A mosaic sun brightens the cloudiest days at the Takoma Park Community Center.

There’s a gentle mist falling outside on this cool September day. It’s not the steady rain the garden needs, barely enough to soften the air, lower the temperatures, and dampen the birdbath. But it’s a soothing kind of benediction after the bright sun and insistent breeze of the last few days. The tiny drops hardly make a sound as they fall.

It was a quiet summer here in D.C.. After last summer’s record-breaking heat and dramatic derecho it’s been kind of a surprise to have so few crashing thunderstorms. Perhaps Mother Nature felt She’d made her point last year.

The memorable moments of each season, each year, hold our attention only until the Next Thing comes along. We are creatures of limited attention spans, and easily diverted by shiny spectacle and the continuous rain of catastrophic events around the world. The work of repairing and renewing is constant. Some lament the loss of what cannot be restored. Others see new possibilities in every change.

The ability to rebound after loss or injury is one of humankind’s most encouraging qualities. I love it when people don’t fold in the face of adversity, or stop learning after they leave school, or stop caring after their hearts get broken.

Sometimes beauty is born from wreckage.

Not long after I moved to Seattle I read Stephanie Kallos’s wonderful novel “Broken For You.” The story, with its Seattle setting and compelling characters, deals with the difficulty of recovering from tragedy, a common enough theme in much literature, but the way Kallos used the medium of mosaic art as a metaphor for transformative healing really spoke to me. All my life I’ve been drawn to mosaic works, especially those which breathe life and beauty into otherwise drab surfaces.

In Philadelphia, for instance, whole blocks have been transformed by the quirky thought-provoking mosaic murals of artist Isaiah Zagar. Using broken bits of mirror, ceramic and glass to create uplifting designs in formerly neglected inner city neighborhoods, Zagar was a pioneer in the field of public art made by and for the people, unsubsidized by government or corporate sponsors.
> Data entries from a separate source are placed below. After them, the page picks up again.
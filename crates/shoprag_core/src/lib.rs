//! Core data types for the OnlineShopRAG support backend.
//!
//! This crate provides the plain data shared by every other crate: chat
//! messages, generation requests and responses, knowledge-base passages and
//! the public chat DTOs.

mod chat;
mod message;
mod observability;
mod passage;
mod request;
mod role;

pub use chat::{ChatRequest, ChatResponse, ChunkInfo};
pub use message::Message;
pub use observability::{LogFormat, init_tracing};
pub use passage::Passage;
pub use request::{GenerateRequest, GenerateResponse, TokenUsage};
pub use role::Role;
Such gifts of beauty, produced by the patient process of putting together tiny pieces of color to make something hopeful and inspiring, help us to heal  and deal with the continual barrage of violence that threatens our world. It can be a little overwhelming sometimes—the hurricanes, the floods, the crazed gunmen. The instinct to run and hide is strong, and perhaps vital to our continued existence.

But just as vital is the instinct to pick up the pieces and rebuild, to reach out to the hurt and lost and help find the way to a brighter day. Humanity is a big puzzle. Sometimes it’s hard to know where you fit in. Sometimes you have to step back to see the big picture. And other times you just have to start by picking up a little piece and doing what you can where you are.

Pull yourself together and brighten the corner you're in.